Coopertizing the Fediverse is the best possible to staving off a β€œcolonization” while not impeding the relevancy and growth of the Fediverse as whole which is equally important.

@gc Having read lots of responses to your post, there's some great ideas in there. Two stick our for me: capital likes scale, and on the interwebs isn't concerned with profit, merely the potential for profit, so keeping the size of instances down is a great way to keep the whole thing looking less attractive. Couple this with real baked in user ownership and control as we have with .

Avoiding privatisation-friendly licensing of code (e.g. Apache, MIT) is also a good thing.

@Graham_Mitchell @gc Totally agree. In addition, integrate with other cooperative platforms and organizations to help build the networks that will keep us all honest.

@Matt_Noyes @gc Interesting. I hadn't considered that. I guess that suggests a couple of options in its own right - the potential for integration of Mastodon software with other tools, and the integration of Mastodon communities as part of the fabric of a new cooperative digital mesh.

@gc we need to spread the cooperative model as much as possible, as fast as possible. Cooperatives are extremely resistant to buy-outs, both for practical and emotional reasons

@gc It's currently impossible to search statuses. KEEP THAT. That's a big stumbling block to monetization.

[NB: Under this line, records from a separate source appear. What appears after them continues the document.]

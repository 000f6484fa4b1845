//! Directory view rendering
//!
//! Controls row, employee table, pagination line and the filter sidebar.

use crate::app::{AppMode, AppState, FilterField};
use crate::engine::PageView;
use crate::theme::{Styles, department_color};
use crate::types::FieldFilter;
use ratatui::{
    Frame,
    layout::{Alignment, Constraint, Rect},
    style::Style,
    text::{Line, Span},
    widgets::{Block, Borders, Cell, Paragraph, Row, Table, TableState},
};
use std::fmt::Display;
use strum::IntoEnumIterator;

const COLUMNS: [&str; 5] = ["First Name", "Last Name", "Email", "Department", "Role"];

/// Sort and page-size selectors plus the add hint
pub fn render_controls(f: &mut Frame, area: Rect, state: &AppState) {
    let view = &state.view;
    let mut spans = vec![
        Span::styled(" Sort by: ", Styles::label()),
        Span::styled(format!("[{}]", view.sort_key().label()), Styles::focused()),
        Span::styled("   Show: ", Styles::label()),
        Span::styled(format!("[{}]", view.page_size()), Styles::focused()),
        Span::styled("   ", Styles::text()),
        Span::styled(" + Add Employee ", Styles::button_active()),
    ];

    if !view.filters().is_empty() {
        spans.push(Span::styled("   Filtered", Styles::warning()));
    }

    f.render_widget(Paragraph::new(Line::from(spans)), area);
}

/// The current page as a table with the selected row highlighted
pub fn render_table(f: &mut Frame, area: Rect, state: &AppState, page: &PageView<'_>) {
    let block = Block::default()
        .borders(Borders::ALL)
        .border_style(Styles::border(state.mode == AppMode::Directory))
        .title(format!(" Employees ({}) ", page.visible_count));

    if page.items.is_empty() {
        let empty = Paragraph::new(Span::styled("No employees found", Styles::text_muted()))
            .alignment(Alignment::Center)
            .block(block);
        f.render_widget(empty, area);
        return;
    }

    let header = Row::new(COLUMNS.iter().map(|c| Cell::from(*c)))
        .style(Styles::label())
        .bottom_margin(1);

    let rows = page.items.iter().map(|employee| {
        Row::new(vec![
            Cell::from(employee.first_name.clone()),
            Cell::from(employee.last_name.clone()),
            Cell::from(employee.email.clone()),
            Cell::from(Span::styled(
                employee.department.to_string(),
                Style::default().fg(department_color(employee.department)),
            )),
            Cell::from(employee.role.to_string()),
        ])
        .style(Styles::text())
    });

    let widths = [
        Constraint::Percentage(16),
        Constraint::Percentage(16),
        Constraint::Percentage(34),
        Constraint::Percentage(17),
        Constraint::Percentage(17),
    ];

    let table = Table::new(rows, widths)
        .header(header)
        .block(block)
        .row_highlight_style(Styles::selected())
        .highlight_symbol("> ");

    let mut table_state = TableState::default().with_selected(Some(state.selected));
    f.render_stateful_widget(table, area, &mut table_state);
}

/// "Previous  Page X of Y  Next", with the buttons dimmed at the bounds
pub fn render_pagination(f: &mut Frame, area: Rect, page: &PageView<'_>) {
    let at_first = page.current_page <= 1;
    let at_last = page.current_page >= page.total_pages;

    let button = |label: &'static str, disabled: bool| {
        if disabled {
            Span::styled(label, Styles::button_disabled())
        } else {
            Span::styled(label, Styles::focused())
        }
    };

    let line = Line::from(vec![
        button("< Previous", at_first),
        Span::styled(
            format!("   Page {} of {}   ", page.current_page, page.total_pages),
            Styles::text(),
        ),
        button("Next >", at_last),
    ]);
    f.render_widget(Paragraph::new(line).alignment(Alignment::Center), area);
}

/// Filter sidebar: first-name text plus department and role selectors
pub fn render_filter_panel(f: &mut Frame, area: Rect, state: &AppState) {
    let filters = state.view.filters();
    let mut lines: Vec<Line> = Vec::new();

    for field in FilterField::iter() {
        let focused = state.filter_focus == field;
        let label_style = if focused {
            Styles::focused()
        } else {
            Styles::label()
        };
        lines.push(Line::from(Span::styled(field.to_string(), label_style)));

        let value = match field {
            FilterField::FirstName => {
                let cursor = if focused { "_" } else { "" };
                format!("{}{}", filters.first_name, cursor)
            }
            FilterField::Department => selector_text(&filters.department, focused),
            FilterField::Role => selector_text(&filters.role, focused),
        };
        let value_style = if focused {
            Styles::text()
        } else {
            Styles::text_secondary()
        };
        lines.push(Line::from(Span::styled(format!("  {}", value), value_style)));
        lines.push(Line::from(""));
    }

    lines.push(Line::from(vec![
        Span::styled(" Apply ", Styles::button_active()),
        Span::styled(" Enter", Styles::text_muted()),
    ]));
    lines.push(Line::from(vec![
        Span::styled(" Reset ", Styles::button_danger()),
        Span::styled(" Ctrl+R", Styles::text_muted()),
    ]));

    let panel = Paragraph::new(lines).style(Styles::panel_bg_alt()).block(
        Block::default()
            .borders(Borders::ALL)
            .border_style(Styles::border_active())
            .title(" Filter Employees "),
    );
    f.render_widget(panel, area);
}

fn selector_text<T: Display>(filter: &FieldFilter<T>, focused: bool) -> String {
    let value = match filter {
        FieldFilter::Any => "All".to_string(),
        FieldFilter::Only(v) => v.to_string(),
    };
    if focused {
        format!("< {} >", value)
    } else {
        value
    }
}
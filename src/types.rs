//! Type-safe reference data for the directory
//!
//! Departments, roles, sort keys and page sizes are closed sets, so they are
//! modelled as enums that provide compile-time validation and exhaustive
//! matching instead of free-form strings.

use serde::{Deserialize, Serialize};
use std::fmt;
use std::str::FromStr;
use strum::{Display, EnumIter, EnumString, IntoEnumIterator};

/// Department an employee belongs to
#[derive(Debug, Clone, Copy, PartialEq, Eq, Hash, Serialize, Deserialize)]
#[derive(Display, EnumString, EnumIter)]
pub enum Department {
    #[strum(serialize = "Engineering")]
    Engineering,
    #[serde(rename = "IT")]
    #[strum(serialize = "IT")]
    It,
    #[strum(serialize = "Sales")]
    Sales,
    #[strum(serialize = "Marketing")]
    Marketing,
    #[serde(rename = "HR")]
    #[strum(serialize = "HR")]
    Hr,
    #[strum(serialize = "Finance")]
    Finance,
    #[strum(serialize = "Operations")]
    Operations,
}

/// Job role of an employee
#[derive(Debug, Clone, Copy, PartialEq, Eq, Hash, Serialize, Deserialize)]
#[derive(Display, EnumString, EnumIter)]
pub enum Role {
    #[strum(serialize = "Manager")]
    Manager,
    #[strum(serialize = "Engineer")]
    Engineer,
    #[strum(serialize = "Developer")]
    Developer,
    #[strum(serialize = "Designer")]
    Designer,
    #[strum(serialize = "Analyst")]
    Analyst,
    #[strum(serialize = "Specialist")]
    Specialist,
    #[strum(serialize = "Coordinator")]
    Coordinator,
    #[strum(serialize = "Intern")]
    Intern,
}

/// Ordering applied to the visible employees
#[derive(Debug, Clone, Copy, PartialEq, Eq, Hash, Default, Serialize, Deserialize)]
#[derive(Display, EnumString, EnumIter)]
#[serde(rename_all = "camelCase")]
pub enum SortKey {
    /// Keep collection order
    #[default]
    #[strum(serialize = "none")]
    None,
    #[strum(serialize = "firstName")]
    FirstName,
    #[strum(serialize = "department")]
    Department,
}

impl SortKey {
    /// Label shown in the sort selector
    pub fn label(&self) -> &'static str {
        match self {
            Self::None => "--Select--",
            Self::FirstName => "First Name",
            Self::Department => "Department",
        }
    }
}

/// Number of employees shown per page
#[derive(Debug, Clone, Copy, PartialEq, Eq, Hash, Default, PartialOrd, Ord)]
#[derive(Display, EnumString, EnumIter)]
pub enum PageSize {
    #[default]
    #[strum(serialize = "10")]
    Ten,
    #[strum(serialize = "25")]
    TwentyFive,
    #[strum(serialize = "50")]
    Fifty,
    #[strum(serialize = "100")]
    OneHundred,
}

impl PageSize {
    /// Number of items per page
    pub const fn get(self) -> usize {
        match self {
            Self::Ten => 10,
            Self::TwentyFive => 25,
            Self::Fifty => 50,
            Self::OneHundred => 100,
        }
    }
}

/// A filter on an enumerated field: either no restriction or one exact value.
///
/// Parses from text the way the filter selectors submit it: an empty string
/// or `all` (any case) means [`FieldFilter::Any`].
#[derive(Debug, Clone, Copy, PartialEq, Eq, Hash, Default)]
pub enum FieldFilter<T> {
    #[default]
    Any,
    Only(T),
}

impl<T: PartialEq> FieldFilter<T> {
    /// Whether `value` passes this filter
    pub fn matches(&self, value: &T) -> bool {
        match self {
            Self::Any => true,
            Self::Only(expected) => expected == value,
        }
    }

    /// True when the filter places no restriction
    pub fn is_any(&self) -> bool {
        matches!(self, Self::Any)
    }
}

impl<T: FromStr> FromStr for FieldFilter<T> {
    type Err = T::Err;

    fn from_str(s: &str) -> Result<Self, Self::Err> {
        let trimmed = s.trim();
        if trimmed.is_empty() || trimmed.eq_ignore_ascii_case("all") {
            Ok(Self::Any)
        } else {
            trimmed.parse().map(Self::Only)
        }
    }
}

impl<T: fmt::Display> fmt::Display for FieldFilter<T> {
    fn fmt(&self, f: &mut fmt::Formatter<'_>) -> fmt::Result {
        match self {
            Self::Any => write!(f, "all"),
            Self::Only(value) => write!(f, "{}", value),
        }
    }
}

impl<T: IntoEnumIterator + PartialEq + Copy> FieldFilter<T> {
    /// Cycle forward: Any, then each value in declaration order, then Any again
    pub fn next(self) -> Self {
        let options: Vec<Self> = std::iter::once(Self::Any)
            .chain(T::iter().map(Self::Only))
            .collect();
        step(&options, self, 1)
    }

    /// Cycle backward through the same sequence as [`FieldFilter::next`]
    pub fn previous(self) -> Self {
        let options: Vec<Self> = std::iter::once(Self::Any)
            .chain(T::iter().map(Self::Only))
            .collect();
        step(&options, self, -1)
    }
}

/// Next variant of an enum in declaration order, wrapping around
pub fn cycle_next<T: IntoEnumIterator + PartialEq + Copy>(current: T) -> T {
    let options: Vec<T> = T::iter().collect();
    step(&options, current, 1)
}

/// Previous variant of an enum in declaration order, wrapping around
pub fn cycle_previous<T: IntoEnumIterator + PartialEq + Copy>(current: T) -> T {
    let options: Vec<T> = T::iter().collect();
    step(&options, current, -1)
}

fn step<T: PartialEq + Copy>(options: &[T], current: T, delta: isize) -> T {
    let len = options.len() as isize;
    let index = options.iter().position(|o| *o == current).unwrap_or(0) as isize;
    options[(index + delta).rem_euclid(len) as usize]
}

@gc one of the things I've done is at least keep tabs on the known corporate spaces that currently exist and added them as a special category on my blocklist so we can keep an eye on them and potentially remove some of their social power by defederating from them

@gc People with backing have tried to do this a couple times. They've failed by overestimating the degree to which it's commercialization-friendly. Also, they've used mastodon, which is AGPL. Also, generally speaking, they've broken federation in order to prevent their users from realizing they can switch to a less-shitty instance. It could be done more competently & I'm not sure how it would be best prevented

@gc We've gotten lucky in that j3st3r & John MacAffee are idiots & no non-idiots have tried it yet.